Por Leandra Lima
O Comitê Piabanha voltou a recomendar a suspensão do licenciamento de grandes empreendimentos em Petrópolis até que sejam devidamente revisados e atualizados o Plano Diretor Municipal e os demais instrumentos de planejamento e controle urbano. O posicionamento do órgão foi reforçado na audiência pública realizada na Câmara Municipal na última semana, organizada para tratar da criação do conjunto habitacional de interesse social destinado ao Programa Minha Casa, Minha Vida, previsto para ser construído em um terreno situado em Corrêas, na antiga Montreal, próximo ao rio Piabanha.
Na sessão, Rafaela Facchetti Assumpção, engenheira sanitarista, analista de gestão do Departamento de Saneamento e Saúde Ambiental da ENSP/Fiocruz e uma das diretoras do Comitê, ressaltou que o órgão sugeriu que não apenas o empreendimento na Montreal, mas também outros planejados nas margens dos rios sejam suspensos até que o projeto do INEA esteja concluído.
“O Comitê Piabanha entende que é necessário, em função dos últimos desastres de Petrópolis e das últimas inundações de Corrêas, que se faça uma paralisação de todo e qualquer licenciamento no município. Nós precisamos de um Plano Diretor atualizado e aprovado. Precisamos da Lei de Uso e Ocupação do Solo atualizada, da Lei de Impacto de Vizinhança, do Código Ambiental e da Lei Cidade Esponja”, salientou Rafaela.
Sobre a construção na Montreal, Rafaela pontuou que o Comitê já havia recomendado a suspensão do licenciamento em razão da proximidade com o rio e também pelo histórico da região, pois, segundo o órgão, a autorização de aterros e construções nessas áreas críticas compromete, de forma irreversível, a dinâmica fluvial e a segurança da população.
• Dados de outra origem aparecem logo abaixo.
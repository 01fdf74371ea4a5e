// ABOUTME: Ration pipeline entry point bundling every stage's output
// ABOUTME: Invalid input yields a neutral result; strict request validation is a separate step
//
// SPDX-License-Identifier: MIT OR Apache-2.0
// Copyright (c) 2025 Async-IO.org

//! Ration Calculator
//!
//! [`compute_ration`] is infallible: a non-positive weight, a negative milk
//! yield or an empty selection produce zero-valued outputs the caller can show
//! as "insufficient input". [`RationRequest::validate`] is for boundaries that
//! prefer to reject such input up front.

use crate::composition::{average_composition, AverageComposition, DryMatterDensity};
use crate::config::RationConfig;
use crate::diagnostics::{evaluate_tips, evaluate_warnings, DiagnosticsContext, Tip, Warning};
use crate::distribution::{build_distribution, Distribution, PinnedAmounts};
use crate::dry_matter::{cap_total_mass, max_dry_matter_intake, DryMatterCap};
use crate::mass_balance::{solve_mass, MassBalance};
use crate::norm_resolver::{resolve_norm, ResolvedNorm};
use crate::numeric::safe_divide;
use crate::reference::ReferenceData;
use ration_core::errors::{AppError, AppResult};
use ration_core::models::{CategoryKey, ClassRatios, Feed, UserFeedAmount};
use serde::{Deserialize, Serialize};
use tracing::{debug, warn};

/// Inputs for one ration computation
#[derive(Debug, Clone, PartialEq, Serialize, Deserialize)]
pub struct RationRequest {
    /// Animal category
    pub category: CategoryKey,
    /// Live weight (kg)
    pub weight_kg: f64,
    /// Milk yield (l/day)
    #[serde(default)]
    pub milk_l: f64,
    /// Names of the selected feeds
    #[serde(default)]
    pub selected_feeds: Vec<String>,
    /// Per-feed amounts fixed by the user
    #[serde(default)]
    pub overrides: Vec<UserFeedAmount>,
}

impl RationRequest {
    /// Request with no milk, no feeds and no overrides
    #[must_use]
    pub const fn new(category: CategoryKey, weight_kg: f64) -> Self {
        Self {
            category,
            weight_kg,
            milk_l: 0.0,
            selected_feeds: Vec::new(),
            overrides: Vec::new(),
        }
    }

    /// Set the milk yield
    #[must_use]
    pub fn with_milk(mut self, milk_l: f64) -> Self {
        self.milk_l = milk_l;
        self
    }

    /// Add selected feeds by name
    #[must_use]
    pub fn with_feeds<I, S>(mut self, names: I) -> Self
    where
        I: IntoIterator<Item = S>,
        S: Into<String>,
    {
        self.selected_feeds.extend(names.into_iter().map(Into::into));
        self
    }

    /// Pin an amount for a feed
    #[must_use]
    pub fn with_override(mut self, feed_name: impl Into<String>, amount_kg: f64) -> Self {
        self.overrides.push(UserFeedAmount::new(feed_name, amount_kg));
        self
    }

    /// Weight and milk are usable
    #[must_use]
    pub fn has_valid_measurements(&self) -> bool {
        self.weight_kg.is_finite()
            && self.weight_kg > 0.0
            && self.milk_l.is_finite()
            && self.milk_l >= 0.0
    }

    /// Reject input the engine would otherwise absorb silently
    ///
    /// # Errors
    ///
    /// - `VALUE_OUT_OF_RANGE` for a non-positive weight or negative milk yield
    /// - `RESOURCE_NOT_FOUND` for a category without policy or an unknown feed
    /// - `INVALID_INPUT` for an override on a feed that is not selected
    pub fn validate(&self, reference: &ReferenceData) -> AppResult<()> {
        if !(self.weight_kg.is_finite() && self.weight_kg > 0.0) {
            return Err(AppError::out_of_range(format!(
                "Live weight must be a positive number of kg, got {}",
                self.weight_kg
            )));
        }
        if !(self.milk_l.is_finite() && self.milk_l >= 0.0) {
            return Err(AppError::out_of_range(format!(
                "Milk yield must be zero or more liters, got {}",
                self.milk_l
            )));
        }
        reference.require_policy(self.category)?;

        for name in &self.selected_feeds {
            if reference.feed_by_name(name).is_none() {
                return Err(AppError::not_found(format!("Feed '{name}'")));
            }
        }
        for entry in &self.overrides {
            if !self.selected_feeds.iter().any(|n| n == &entry.feed_name) {
                return Err(AppError::invalid_input(format!(
                    "Amount given for feed '{}' which is not selected",
                    entry.feed_name
                )));
            }
            if !(entry.amount_kg.is_finite() && entry.amount_kg >= 0.0) {
                return Err(AppError::out_of_range(format!(
                    "Amount for feed '{}' must be zero or more kg",
                    entry.feed_name
                )));
            }
        }
        Ok(())
    }
}

/// Nutrients supplied at the effective total and what is still missing
#[derive(Debug, Clone, Copy, Default, PartialEq, Serialize, Deserialize)]
pub struct Supply {
    /// Energy supplied in the requirement's basis (MJ/day)
    pub energy_supply_mj: f64,
    /// Crude protein supplied (g/day)
    pub protein_supply_g: f64,
    /// Energy still missing (MJ/day), never negative
    pub energy_deficit_mj: f64,
    /// Crude protein still missing (g/day), never negative
    pub protein_deficit_g: f64,
    /// Protein deficit as a share of the requirement (%)
    pub protein_deficit_pct: f64,
}

impl Supply {
    /// Supply of the average composition fed at `effective_total_kg`
    #[must_use]
    pub fn compute(
        norm: &ResolvedNorm,
        average: &AverageComposition,
        effective_total_kg: f64,
    ) -> Self {
        let energy_supply_mj = average.energy(norm.basis) * effective_total_kg;
        let protein_supply_g = average.protein * 1000.0 * effective_total_kg;
        let energy_deficit_mj = (norm.energy_mj - energy_supply_mj).max(0.0);
        let protein_deficit_g = (norm.protein_g - protein_supply_g).max(0.0);
        let protein_deficit_pct = if norm.protein_g > 0.0 {
            safe_divide(protein_deficit_g, norm.protein_g, 0.0) * 100.0
        } else {
            0.0
        };
        Self {
            energy_supply_mj,
            protein_supply_g,
            energy_deficit_mj,
            protein_deficit_g,
            protein_deficit_pct,
        }
    }
}

/// Every output of one computation
#[derive(Debug, Clone, PartialEq, Serialize, Deserialize)]
pub struct RationResult {
    /// Category computed for
    pub category: CategoryKey,
    /// Category display label
    pub label: String,
    /// Weight and milk were usable
    pub valid_input: bool,
    /// Selected feeds that exist in the reference table, in table order
    pub selected_feeds: Vec<Feed>,
    /// Average composition of the selection
    pub average: AverageComposition,
    /// Daily requirement
    pub norm: ResolvedNorm,
    /// Solved as-fed mass
    pub mass_balance: MassBalance,
    /// Dry-matter ceiling, effective total and coverage
    pub dry_matter: DryMatterCap,
    /// Target class split (%)
    pub class_percents: ClassRatios,
    /// Advisory note for the class split
    pub note: String,
    /// Per-class and per-feed allocation
    pub distribution: Distribution,
    /// Supply and deficits at the effective total
    pub supply: Supply,
    /// Dry-matter basis density of the selection
    pub density: DryMatterDensity,
    /// Sum of pinned amounts for selected feeds (kg)
    pub pinned_total_kg: f64,
    /// Policy flags
    pub warnings: Vec<Warning>,
    /// Corrective suggestions
    pub tips: Vec<Tip>,
}

impl RationResult {
    /// As-fed total actually fed (kg/day)
    #[must_use]
    pub const fn effective_total_kg(&self) -> f64 {
        self.dry_matter.effective_total_kg
    }

    /// Share of the solved mass that is fed (%)
    #[must_use]
    pub const fn coverage_pct(&self) -> u8 {
        self.dry_matter.coverage_pct
    }
}

/// Compute a ration against the shipped reference data and global configuration
#[must_use]
pub fn compute_ration(request: &RationRequest) -> RationResult {
    compute_ration_with(request, ReferenceData::builtin(), RationConfig::global())
}

/// Compute a ration against explicit reference data and configuration
#[must_use]
pub fn compute_ration_with(
    request: &RationRequest,
    reference: &ReferenceData,
    config: &RationConfig,
) -> RationResult {
    let policy = reference.policy(request.category);
    let valid_input = request.has_valid_measurements();
    if !valid_input {
        warn!(
            weight_kg = request.weight_kg,
            milk_l = request.milk_l,
            "Invalid weight or milk yield, returning an empty ration"
        );
    }

    let selected = if valid_input {
        reference.select_feeds(&request.selected_feeds)
    } else {
        Vec::new()
    };
    let average = average_composition(&selected);
    debug!(feeds = selected.len(), nel = average.nel, "Selection averaged");

    let norm = if valid_input {
        resolve_norm(policy, request.weight_kg, request.milk_l, config)
    } else {
        ResolvedNorm::zero("Enter a positive live weight and a milk yield of zero or more")
    };

    let mass_balance = if selected.is_empty() {
        MassBalance::zero()
    } else {
        solve_mass(&norm, &average)
    };

    let pinned = PinnedAmounts::from_overrides(&request.overrides, &selected);
    let pinned_total_kg = pinned.total();
    let max_dm_kg = match policy {
        Some(p) if valid_input => max_dry_matter_intake(request.weight_kg, p.dm_intake_fraction),
        _ => 0.0,
    };
    let dry_matter = cap_total_mass(
        max_dm_kg,
        average.dry_matter,
        mass_balance.solved_kg(),
        pinned_total_kg,
    );

    let class_percents = policy.map_or(ClassRatios::new(0.0, 0.0, 0.0), |p| p.ratios);
    let distribution = build_distribution(
        &selected,
        &class_percents,
        norm.basis,
        dry_matter.effective_total_kg,
        &pinned,
        config,
    );
    let supply = Supply::compute(&norm, &average, dry_matter.effective_total_kg);

    let (warnings, tips) = match policy {
        Some(policy) if valid_input && !selected.is_empty() => {
            let ctx = DiagnosticsContext {
                weight_kg: request.weight_kg,
                policy,
                selected: &selected,
                norm: &norm,
                average: &average,
                mass: &mass_balance,
                cap: &dry_matter,
                distribution: &distribution,
                supply: &supply,
                pinned_total_kg,
            };
            (
                evaluate_warnings(&ctx, config),
                evaluate_tips(&ctx, reference, config),
            )
        }
        _ => (Vec::new(), Vec::new()),
    };
    debug!(
        warnings = warnings.len(),
        tips = tips.len(),
        effective_total_kg = dry_matter.effective_total_kg,
        "Ration computed"
    );

    RationResult {
        category: request.category,
        label: policy.map_or_else(|| request.category.to_string(), |p| p.label.clone()),
        valid_input,
        density: average.density(),
        selected_feeds: selected,
        average,
        note: policy.map(|p| p.note.clone()).unwrap_or_default(),
        norm,
        mass_balance,
        dry_matter,
        class_percents,
        distribution,
        supply,
        pinned_total_kg,
        warnings,
        tips,
    }
}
“O que o Comitê Piabanha entende sobre todos os terrenos não ocupados na beira do rio Piabanha no momento? Esses terrenos são fundamentais para que se façam parques alagáveis e áreas de reservatório de detenção. São terrenos particulares, sim, a gente sabe disso, mas existe verba para desapropriar esses terrenos. Esse terreno, em especial, está no projeto do INEA sobre o estudo da bacia hidrográfica do Piabanha para a resolução das inundações de Petrópolis. Esse terreno é fundamental para que se faça a proteção de Corrêas. A praça de Corrêas não aguenta mais receber inundações de até 2 metros de altura”, disse.
A recomendação levou em consideração o vasto histórico de desastres socioambientais na cidade, que, em 2024, liderou o ranking nacional como o município com o maior número de ocorrências de deslizamentos e inundações. Nos últimos anos, grandes episódios marcaram a história recente de Petrópolis, como os fatídicos dias 15 de fevereiro e 20 de março de 2022. Na ocasião, a tragédia deixou mais de 200 mortos e cerca de quatro mil desabrigados. Durante a audiência, Rafaela voltou a questionar a recorrência dos desastres no município. “De 1843 a 2026, a cidade já fez tudo de errado que ela podia para ser uma cidade sustentável. Está na hora de parar. Vão precisar de quantos mortos mais? No último desastre foram 248 mortos. Quantos mais? Quantos mais nós precisamos ver morrer?”, questionou.
Além disso, moradores relataram os constantes problemas com enchentes na região. A audiência pública foi marcada por mobilização popular, protestos por falta de espaço e pelo posterior cancelamento e adiamento da sessão, presidida pela vereadora Gilda Beatriz (PP).